R CMD BATCH simu_main.R 200 100 0.5 TRUE 3 10 1 1E5 6E4 100 5 1 FALSE TRUE 9 2 0.5 FALSE 0.05

(c) Visualization

(a) Illustration of curve generating process

Fig 1. Left Panel: the perfectly warped curves ${c_{1,i}^{(0)}}{i=1}^n$ and ${c{2,i}^{(0)}}{i=1}^n$ as the true functional covariates; Right Panel: the distorted curves ${c{1,i}(t)}{i=1}^n$ and ${c{2,i}(t)}{i=1}^n$ as the ``observed" functional covariates, where $c{k,i}(t) = c^{(0)}{k,i} \odot \tilde{h}{k,i}(t)$, and the random warping function was defined as $\tilde{h}{k,i}(t) = t^{u{k,i}}$ with $u_{k,i} \sim U(0.5,1.5)$ for $k=1,2$ and $i=1, \dots, n$.

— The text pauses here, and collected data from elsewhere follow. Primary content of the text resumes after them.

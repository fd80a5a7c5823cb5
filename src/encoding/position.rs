//! Board → tensor encoding
//!
//! # Layout
//!
//! The tensor has shape `[17, 8, 8]` (plane, row, column). Row 0 is the
//! eighth rank and column 0 the a-file, so the board reads the way it is
//! printed with White at the bottom.
//!
//! | Plane | Content                                                  |
//! |-------|----------------------------------------------------------|
//! | 0-5   | White pawn, knight, bishop, rook, queen, king            |
//! | 6-11  | Black pawn, knight, bishop, rook, queen, king            |
//! | 12    | White kingside castling right, cell (0, 0)               |
//! | 13    | White queenside castling right, cell (0, 7)              |
//! | 14    | Black kingside castling right, cell (7, 0)               |
//! | 15    | Black queenside castling right, cell (7, 7)              |
//! | 16    | En passant target square                                 |
//!
//! The castling cells are fixed markers, not board squares.

use chess_rules::{Color, GameState, Role, Square};

/// Number of planes in an encoded position
pub const PLANES: usize = 17;
/// Rows and columns of a plane
pub const BOARD_SIZE: usize = 8;
/// Planes holding one-hot piece occupancy
pub const PIECE_PLANES: usize = 12;

const CASTLING_PLANE: usize = 12;
const EN_PASSANT_PLANE: usize = 16;
const PLANE_LEN: usize = BOARD_SIZE * BOARD_SIZE;

/// A position encoded as `[17, 8, 8]` floats, row-major
#[derive(Debug, Clone, PartialEq)]
pub struct PositionTensor {
    data: Vec<f32>,
}

impl PositionTensor {
    /// Shape of the encoded tensor
    pub const SHAPE: [usize; 3] = [PLANES, BOARD_SIZE, BOARD_SIZE];
    /// Number of values in the encoded tensor
    pub const LEN: usize = PLANES * PLANE_LEN;

    fn zeros() -> Self {
        Self {
            data: vec![0.0; Self::LEN],
        }
    }

    /// Wrap raw values; `None` unless exactly [`Self::LEN`] values are given
    pub fn from_vec(data: Vec<f32>) -> Option<Self> {
        (data.len() == Self::LEN).then_some(Self { data })
    }

    pub fn get(&self, plane: usize, row: usize, col: usize) -> f32 {
        self.data[plane * PLANE_LEN + row * BOARD_SIZE + col]
    }

    fn set(&mut self, plane: usize, row: usize, col: usize) {
        self.data[plane * PLANE_LEN + row * BOARD_SIZE + col] = 1.0;
    }

    /// The 64 cells of one plane
    pub fn plane(&self, plane: usize) -> &[f32] {
        &self.data[plane * PLANE_LEN..(plane + 1) * PLANE_LEN]
    }

    pub fn as_slice(&self) -> &[f32] {
        &self.data
    }
}

/// Row and column of a board square in the tensor
pub fn square_cell(square: Square) -> (usize, usize) {
    let index = square as usize;
    let rank = index / BOARD_SIZE;
    let file = index % BOARD_SIZE;
    (BOARD_SIZE - 1 - rank, file)
}

fn piece_plane(color: Color, role: Role) -> usize {
    let offset = match role {
        Role::Pawn => 0,
        Role::Knight => 1,
        Role::Bishop => 2,
        Role::Rook => 3,
        Role::Queen => 4,
        Role::King => 5,
    };
    match color {
        Color::White => offset,
        Color::Black => 6 + offset,
    }
}

/// Encode the current position of `state`
pub fn encode(state: &GameState) -> PositionTensor {
    let mut tensor = PositionTensor::zeros();

    for (square, piece) in state.pieces() {
        let (row, col) = square_cell(square);
        tensor.set(piece_plane(piece.color, piece.role), row, col);
    }

    let rights = state.castling_rights();
    let corners = [
        (rights.white_kingside, 0, 0),
        (rights.white_queenside, 0, 7),
        (rights.black_kingside, 7, 0),
        (rights.black_queenside, 7, 7),
    ];
    for (offset, (present, row, col)) in corners.into_iter().enumerate() {
        if present {
            tensor.set(CASTLING_PLANE + offset, row, col);
        }
    }

    if let Some(square) = state.en_passant_square() {
        let (row, col) = square_cell(square);
        tensor.set(EN_PASSANT_PLANE, row, col);
    }

    tensor
}

#[cfg(test)]
mod tests {
    use super::*;
    use rand::rngs::StdRng;
    use rand::seq::IndexedRandom;
    use rand::SeedableRng;

    fn plane_sum(tensor: &PositionTensor, plane: usize) -> f32 {
        tensor.plane(plane).iter().sum()
    }

    fn piece_sum(tensor: &PositionTensor) -> f32 {
        (0..PIECE_PLANES).map(|p| plane_sum(tensor, p)).sum()
    }

    fn play(moves: &[&str]) -> GameState {
        let mut state = GameState::new();
        for text in moves {
            let m = state.parse_uci(text).unwrap();
            state.push(m).unwrap();
        }
        state
    }

    #[test]
    fn test_starting_position_layout() {
        let tensor = encode(&GameState::new());

        assert_eq!(tensor.as_slice().len(), 17 * 8 * 8);
        assert_eq!(piece_sum(&tensor), 32.0);
        // White pawns on the second rank sit in row 6
        assert!((0..8).all(|col| tensor.get(0, 6, col) == 1.0));
        // Black king on e8
        assert_eq!(tensor.get(11, 0, 4), 1.0);
        // White queen on d1
        assert_eq!(tensor.get(4, 7, 3), 1.0);

        assert_eq!(tensor.get(12, 0, 0), 1.0);
        assert_eq!(tensor.get(13, 0, 7), 1.0);
        assert_eq!(tensor.get(14, 7, 0), 1.0);
        assert_eq!(tensor.get(15, 7, 7), 1.0);
        for plane in 12..16 {
            assert_eq!(plane_sum(&tensor, plane), 1.0);
        }
        assert_eq!(plane_sum(&tensor, 16), 0.0);
    }

    #[test]
    fn test_en_passant_marker() {
        let tensor = encode(&play(&["e2e4"]));
        // e3 is rank 3, file e
        assert_eq!(tensor.get(16, 5, 4), 1.0);
        assert_eq!(plane_sum(&tensor, 16), 1.0);

        let tensor = encode(&play(&["e2e4", "g8f6"]));
        assert_eq!(plane_sum(&tensor, 16), 0.0);
    }

    #[test]
    fn test_lost_castling_rights_cleared() {
        let tensor = encode(&play(&["e2e4", "e7e5", "e1e2", "h7h6"]));
        assert_eq!(plane_sum(&tensor, 12), 0.0);
        assert_eq!(plane_sum(&tensor, 13), 0.0);
        assert_eq!(plane_sum(&tensor, 14), 1.0);
        assert_eq!(plane_sum(&tensor, 15), 1.0);
    }

    #[test]
    fn test_piece_planes_track_captures() {
        //! Piece plane total equals the piece count after every move
        let mut state = GameState::new();
        for text in ["e2e4", "d7d5", "e4d5", "d8d5", "b1c3", "d5a5"] {
            let m = state.parse_uci(text).unwrap();
            state.push(m).unwrap();
            let tensor = encode(&state);
            assert_eq!(piece_sum(&tensor), state.piece_count() as f32);
        }
        assert_eq!(state.piece_count(), 30);
    }

    #[test]
    fn test_random_walk_planes_stay_consistent() {
        //! Seeded random games, including underpromotions, checked at every ply
        let starts = [
            "rnbqkbnr/pppppppp/8/8/8/8/PPPPPPPP/RNBQKBNR w KQkq - 0 1",
            "r3k2r/pppppppp/8/8/8/8/PPPPPPPP/R3K2R w KQkq - 0 1",
            "4k3/PPP5/8/8/8/8/5ppp/2K5 w - - 0 1",
        ];
        for seed in 0..6 {
            for fen in starts {
                let mut rng = StdRng::seed_from_u64(seed);
                let mut state = GameState::from_fen(fen).unwrap();
                loop {
                    let tensor = encode(&state);
                    let context = state.uci_position_command();

                    assert_eq!(piece_sum(&tensor), state.piece_count() as f32, "{context}");
                    for cell in 0..PLANE_LEN {
                        let stacked: f32 = (0..PIECE_PLANES)
                            .map(|p| tensor.plane(p)[cell])
                            .sum();
                        assert!(stacked <= 1.0, "{context}");
                    }

                    let en_passant = tensor.plane(EN_PASSANT_PLANE);
                    assert!(en_passant.iter().filter(|v| **v != 0.0).count() <= 1, "{context}");

                    let rights = state.castling_rights();
                    let expected = [
                        rights.white_kingside,
                        rights.white_queenside,
                        rights.black_kingside,
                        rights.black_queenside,
                    ];
                    for (offset, present) in expected.into_iter().enumerate() {
                        let sum = plane_sum(&tensor, CASTLING_PLANE + offset);
                        assert!(sum == 0.0 || sum == 1.0, "{context}");
                        assert_eq!(sum == 1.0, present, "{context}");
                    }

                    if state.ply() >= 150 {
                        break;
                    }
                    let Some(next) = state.legal_moves().choose(&mut rng).cloned() else {
                        break;
                    };
                    state.push(next).unwrap();
                }
            }
        }
    }

    #[test]
    fn test_encoding_is_deterministic() {
        let state = play(&["d2d4", "g8f6", "c2c4"]);
        assert_eq!(encode(&state), encode(&state));
    }

    #[test]
    fn test_from_vec_checks_length() {
        assert!(PositionTensor::from_vec(vec![0.0; PositionTensor::LEN]).is_some());
        assert!(PositionTensor::from_vec(vec![0.0; 10]).is_none());
    }
}
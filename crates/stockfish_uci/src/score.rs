//! Engine evaluations as the trainer stores them

use stockfish::{EngineEval, EvalType};

/// Centipawn value used for forced mates
pub const MATE_SCORE: i32 = 100_000;

/// Engine evaluation from White's point of view
#[derive(Debug, Clone, Copy, PartialEq, Eq)]
pub enum Score {
    /// Material/positional evaluation in hundredths of a pawn
    Centipawns(i32),
    /// Mate in N moves; negative when White is getting mated
    Mate(i32),
}

impl Score {
    /// Centipawns for White, mates clamped to +/- [`MATE_SCORE`]
    pub fn white_centipawns(self) -> i32 {
        match self {
            Score::Centipawns(cp) => cp,
            Score::Mate(moves) if moves > 0 => MATE_SCORE,
            Score::Mate(_) => -MATE_SCORE,
        }
    }
}

impl From<EngineEval> for Score {
    fn from(eval: EngineEval) -> Self {
        match eval.eval_type() {
            EvalType::Centipawn => Score::Centipawns(eval.value()),
            EvalType::Mate => Score::Mate(eval.value()),
        }
    }
}
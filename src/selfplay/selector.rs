//! Move selection from a policy distribution
//!
//! The top `k` policy entries are tried in descending probability order and
//! the first one that names a legal move of the position wins. When none of
//! them does, a uniformly random legal move is played instead, so selection
//! never fails on a position that still has moves.

use chess_rules::{GameState, Move};
use rand::seq::IndexedRandom;
use rand::Rng;

use crate::encoding::MoveIndex;

/// Number of policy entries tried before falling back to a random move
pub const DEFAULT_TOP_K: usize = 10;

/// Policy indices of the `k` largest probabilities, largest first
///
/// Ties keep the lower index first. Non-finite entries are never chosen.
pub fn top_k_indices(policy: &[f32], k: usize) -> Vec<MoveIndex> {
    let mut ranked: Vec<(usize, f32)> = policy
        .iter()
        .copied()
        .enumerate()
        .filter(|(_, p)| p.is_finite())
        .collect();
    ranked.sort_by(|a, b| b.1.total_cmp(&a.1).then(a.0.cmp(&b.0)));
    ranked
        .into_iter()
        .filter_map(|(index, _)| MoveIndex::new(index))
        .take(k)
        .collect()
}

/// Pick a legal move of `state` from `policy`
///
/// Returns `None` only when `state` has no legal moves.
pub fn select<R: Rng + ?Sized>(
    policy: &[f32],
    state: &GameState,
    top_k: usize,
    rng: &mut R,
) -> Option<Move> {
    let legal = state.legal_moves();
    top_k_indices(policy, top_k)
        .into_iter()
        .find_map(|index| index.resolve_in(&legal))
        .or_else(|| legal.choose(rng))
        .cloned()
}
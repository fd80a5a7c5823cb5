//! Chess rules for XFChess self-play training
//!
//! Thin, owned wrapper around [`shakmaty`] that exposes exactly what the
//! training pipeline consumes from a rules engine:
//!
//! - legal move generation and legality checks
//! - push/pop of moves on an explicitly owned [`GameState`]
//! - terminal detection and outcome (checkmate, stalemate, insufficient
//!   material, seventy-five-move rule, fivefold repetition)
//! - move notation (SAN for logs, UCI for engine communication)
//!
//! There is no global board: every caller owns its `GameState` and threads
//! it through explicitly.

pub mod error;
pub mod notation;
pub mod state;

pub use error::{RulesError, RulesResult};
pub use notation::{move_squares, square_name, uci};
pub use state::{CastlingRights, GameOutcome, GameState, Termination};

pub use shakmaty::{Color, Move, Piece, Role, Square};
//! Logging setup
//!
//! Installs a `tracing` subscriber with:
//! - an `EnvFilter` taken from `RUST_LOG`, or from the verbosity flag when
//!   `RUST_LOG` is unset
//! - a console layer on stderr
//! - optionally a plain-text file layer appending to `<log_dir>/trainer.log`
//!
//! Components log with bracketed prefixes (`[SELFPLAY]`, `[TRAIN]`,
//! `[ENGINE]`, ...) so one component can be grepped out of a long run.

use std::fs::{self, File, OpenOptions};
use std::path::Path;
use std::sync::Mutex;

use tracing_subscriber::layer::SubscriberExt;
use tracing_subscriber::util::SubscriberInitExt;
use tracing_subscriber::{fmt, EnvFilter};

/// Log file name inside the log directory
pub const LOG_FILENAME: &str = "trainer.log";

/// Default filter directive for a verbosity count (`-v` flags)
pub fn default_directive(verbosity: u8) -> &'static str {
    match verbosity {
        0 => "info",
        1 => "debug",
        _ => "trace",
    }
}

fn open_log_file(log_dir: &Path) -> std::io::Result<File> {
    fs::create_dir_all(log_dir)?;
    OpenOptions::new()
        .create(true)
        .append(true)
        .open(log_dir.join(LOG_FILENAME))
}

/// Install the global subscriber
///
/// Fails when a subscriber is already installed. A log file that cannot be
/// opened only disables the file layer.
pub fn init(verbosity: u8, log_dir: Option<&Path>) -> anyhow::Result<()> {
    let filter = EnvFilter::try_from_default_env()
        .unwrap_or_else(|_| EnvFilter::new(default_directive(verbosity)));

    let console = fmt::layer().with_writer(std::io::stderr).with_target(false);

    let mut file_error = None;
    let file_layer = log_dir.and_then(|dir| match open_log_file(dir) {
        Ok(file) => Some(
            fmt::layer()
                .with_ansi(false)
                .with_writer(Mutex::new(file)),
        ),
        Err(e) => {
            file_error = Some((dir.to_path_buf(), e));
            None
        }
    });

    tracing_subscriber::registry()
        .with(filter)
        .with(console)
        .with(file_layer)
        .try_init()?;

    if let Some((dir, e)) = file_error {
        tracing::warn!("[LOG] Could not open log file in {:?}: {}", dir, e);
    }
    Ok(())
}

(b) Visualization of simulation results with two functional covariates

Fig 2. Comparing estimated link $\widehat{f}(z)$ and $\hat{\gamma}_k(t), k=1,2$ (red curves) with the corresponding true link $f$ and true functional coefficients (black curves). The top row plots (Panel A-C) correspond to Setting II.1 while the bottom row plots (Panel D-F) correspond to Setting II.2.